Menu selection algorithm
wine-devel at sun.consumer.org.il
Sat Nov 23 13:04:36 CST 2002
Dmitry Timoshkov wrote:
>"Shachar Shemesh" <wine-devel at sun.consumer.org.il> wrote:
>>So, what's the problem - you ask? While my view of what should happen is
>>obviously consistant with that of Wine's - i.e. - the locale should
>>select which menu to use, Windows displays the English locale ONLY. The
>>only way I could make it display the Hebrew one was by changing the
>>language on the English one to something else (French).
>I revived my old test for FindResource and now I see what are you talking about.

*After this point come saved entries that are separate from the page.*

//! Languages supported by the speech-to-speech pipeline
//!
//! The pipeline toggles between exactly two languages. A detected language
//! equal to the primary one is translated into the secondary one; anything
//! else (including an undetected language) is translated into the primary.

use serde::{Deserialize, Serialize};

/// The two languages the speech-to-speech toggle operates between
#[derive(Debug, Clone, Copy, PartialEq, Eq, Hash, Serialize, Deserialize, Default)]
#[serde(rename_all = "lowercase")]
pub enum PipelineLanguage {
    #[default]
    English,
    Odia,
}

impl PipelineLanguage {
    pub const PRIMARY: Self = Self::English;
    pub const SECONDARY: Self = Self::Odia;

    /// Vendor language code (BCP-47 style, as the vendor spells it)
    pub fn code(&self) -> &'static str {
        match self {
            Self::English => "en-IN",
            Self::Odia => "od-IN",
        }
    }

    pub fn name(&self) -> &'static str {
        match self {
            Self::English => "English",
            Self::Odia => "Odia",
        }
    }

    /// Parse a vendor code. Only the two pipeline codes are recognised.
    pub fn from_code(code: &str) -> Option<Self> {
        match code {
            "en-IN" => Some(Self::English),
            "od-IN" => Some(Self::Odia),
            _ => None,
        }
    }

    /// The other language of the pair
    pub fn counterpart(&self) -> Self {
        match self {
            Self::English => Self::Odia,
            Self::Odia => Self::English,
        }
    }

    /// Pick the translation target for a detected source language code
    pub fn target_for(detected: Option<&str>) -> Self {
        if detected == Some(Self::PRIMARY.code()) {
            Self::SECONDARY
        } else {
            Self::PRIMARY
        }
    }
}

impl std::fmt::Display for PipelineLanguage {
    fn fmt(&self, f: &mut std::fmt::Formatter<'_>) -> std::fmt::Result {
        f.write_str(self.code())
    }
}
//! ScyllaDB persistence layer for the speech gateway
//!
//! Stores user feedback. The keyspace plays the role of the database name
//! from the store URI.

pub mod client;
pub mod error;
pub mod feedback;
pub mod schema;

pub use client::{ScyllaClient, ScyllaConfig, DEFAULT_KEYSPACE};
pub use error::PersistenceError;
pub use feedback::{submit_feedback, FeedbackStore, InMemoryFeedbackStore, ScyllaFeedbackStore};

/// Connect, verify the cluster answers, and make sure the schema exists
///
/// Any failure here is meant to stop the process at startup.
pub async fn init(config: ScyllaConfig) -> Result<ScyllaFeedbackStore, PersistenceError> {
    let client = ScyllaClient::connect(config).await?;
    client.ping().await?;
    client.ensure_schema().await?;

    Ok(ScyllaFeedbackStore::new(client))
}
//! Feedback persistence using ScyllaDB

use crate::{PersistenceError, ScyllaClient};
use async_trait::async_trait;
use audiogen_core::{FeedbackRecord, FeedbackSubmission, StoredFeedback};
use chrono::{DateTime, Utc};
use tokio::sync::RwLock;
use uuid::Uuid;

/// Feedback store trait
#[async_trait]
pub trait FeedbackStore: Send + Sync {
    /// Persist an accepted record and return it with its new identifier
    async fn insert(&self, record: FeedbackRecord) -> Result<StoredFeedback, PersistenceError>;

    /// All records, in store order
    async fn list(&self) -> Result<Vec<StoredFeedback>, PersistenceError>;

    /// Cheap liveness check against the backing store
    async fn ping(&self) -> Result<(), PersistenceError>;
}

/// Validate a submission and persist it
///
/// Validation failures come back as `Error::Validation` before the store is
/// touched; store failures come back as `Error::Internal`.
pub async fn submit_feedback(
    store: &dyn FeedbackStore,
    submission: FeedbackSubmission,
) -> audiogen_core::Result<StoredFeedback> {
    let record = submission.validate()?;
    let stored = store.insert(record).await?;
    Ok(stored)
}

/// ScyllaDB implementation of the feedback store
#[derive(Clone)]
pub struct ScyllaFeedbackStore {
    client: ScyllaClient,
}

impl ScyllaFeedbackStore {
    pub fn new(client: ScyllaClient) -> Self {
        Self { client }
    }

    fn row_to_feedback(
        &self,
        row: scylla::frame::response::result::Row,
    ) -> Result<StoredFeedback, PersistenceError> {
        let (id, name, email, rating, message, created_at): (
            Uuid,
            Option<String>,
            Option<String>,
            Option<i32>,
            Option<String>,
            Option<i64>,
        ) = row
            .into_typed()
            .map_err(|e| PersistenceError::InvalidData(e.to_string()))?;

        let created_at = match created_at {
            Some(millis) => Some(DateTime::<Utc>::from_timestamp_millis(millis).ok_or_else(
                || PersistenceError::InvalidData(format!("created_at out of range: {}", millis)),
            )?),
            None => None,
        };

        Ok(StoredFeedback {
            id,
            record: FeedbackRecord {
                name: name.unwrap_or_default(),
                email: email.unwrap_or_default(),
                rating: rating.unwrap_or_default(),
                message: message.unwrap_or_default(),
                created_at,
            },
        })
    }
}

#[async_trait]
impl FeedbackStore for ScyllaFeedbackStore {
    async fn insert(&self, record: FeedbackRecord) -> Result<StoredFeedback, PersistenceError> {
        let stored = StoredFeedback::new(record);
        let query = format!(
            "INSERT INTO {}.feedback (id, name, email, rating, message, created_at)
             VALUES (?, ?, ?, ?, ?, ?)",
            self.client.keyspace()
        );

        self.client
            .session()
            .query_unpaged(
                query,
                (
                    stored.id,
                    &stored.record.name,
                    &stored.record.email,
                    stored.record.rating,
                    &stored.record.message,
                    stored.record.created_at.map(|t| t.timestamp_millis()),
                ),
            )
            .await?;

        tracing::info!(
            feedback_id = %stored.id,
            rating = stored.record.rating,
            "Feedback stored in ScyllaDB"
        );

        Ok(stored)
    }

    async fn list(&self) -> Result<Vec<StoredFeedback>, PersistenceError> {
        let query = format!(
            "SELECT id, name, email, rating, message, created_at FROM {}.feedback",
            self.client.keyspace()
        );

        let result = self.client.session().query_unpaged(query, &[]).await?;

        let mut feedback = Vec::new();
        if let Some(rows) = result.rows {
            for row in rows {
                feedback.push(self.row_to_feedback(row)?);
            }
        }

        tracing::debug!(count = feedback.len(), "Listed feedback");
        Ok(feedback)
    }

    async fn ping(&self) -> Result<(), PersistenceError> {
        self.client.ping().await
    }
}

/// Process-local store used when persistence is disabled
#[derive(Default)]
pub struct InMemoryFeedbackStore {
    records: RwLock<Vec<StoredFeedback>>,
}

impl InMemoryFeedbackStore {
    pub fn new() -> Self {
        Self::default()
    }
}

#[async_trait]
impl FeedbackStore for InMemoryFeedbackStore {
    async fn insert(&self, record: FeedbackRecord) -> Result<StoredFeedback, PersistenceError> {
        let stored = StoredFeedback::new(record);
        self.records.write().await.push(stored.clone());
        tracing::debug!(feedback_id = %stored.id, "Feedback stored in memory");
        Ok(stored)
    }

    async fn list(&self) -> Result<Vec<StoredFeedback>, PersistenceError> {
        Ok(self.records.read().await.clone())
    }

    async fn ping(&self) -> Result<(), PersistenceError> {
        Ok(())
    }
}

>LoadStringA/W and FindResourceA/W under Win2000 do search for language resource
>in the following order:
>1. Neutral language with neutral sublanguage
>2. LANG_ENGLISH, SUBLANG_DEFAULT
>3. LANG_ENGLISH, SUBLANG_NEUTRAL
>4. Current locale lang id
>5. Current locale lang id with neutral sublanguage
>6. Return first in the list
>But that means that the whole our internationalization will not work, if
>we will go that way. But the question I have is: had I made an error when
>I did the test under Win95OSR2 or MS has changed algorithm since then?
This defies any explanation in my mind. The current locale should, by
any standard calling itself even remotely just, be the first in the list.
In any case, I would like to suggest a possible alternative to 2 and 3.
Could it be that it asks for whatever language is considered native for
the installation, rather than English (with English being what the both
of us see just because we both happen to use an English installed Windows?)
This would make some sense, in an obscure and pervert sort of way,
unless you consider the BiDi interface dillema.
Background: Windows 3.1 has introduced a Hebrew version programmed by an
Israeli company. It was so bad, that MS introduced Windows 3.11 under
the term "Multilinguial windows", almost just so they can put in their
own implementation of Hebrew instead. That wasn't much better, however.
By the time Windows 95 came out, both Hebrew and Arabic versions shipped
in two flavours. The first was a fully localized version, and the second
one was a version that, while supporting Hebrew/Arabic, displayed the
entire interface in English. These version were called "Hebrew enabled"
and "Arabic enabled" respecively.
By the time Windows 98 came around, the two were shipped on the same CD.
You would get a boot time menu that offered to install the localized, or
the Enabled versions. I have a sneeking suspicion that that's when the
change of behaviour described here was introduced. They probably thought
that just because people didn't like THEIR Hebrew interface, they
wouldn't like anyone else's. They still had to set the default locale to
Hebrew, or DEFAULT_CHARSET would not select HEBREW_CHARSET. In other
words, I suspect this change was introduced in or around Windows 98, to
compensate for the fact that there was no seperate selection of
interface language and of charset (before you laugh, KDE 3.1 suffers
from the precise same problem).
The problem was that Windows 2000, the first truely multilingual
Windows, while not shipping in two versions (what's the point? Just
install the English version and add Hebrew support), apparently meant
that you couldn't get Hebrew menus, no matter what you did.
So, I suggest we keep our current algorithm. It seems sane and correct.
If people complain, we'll talk about it again (I'll hint that I'll be
recommending adding a configuration option to select what to do).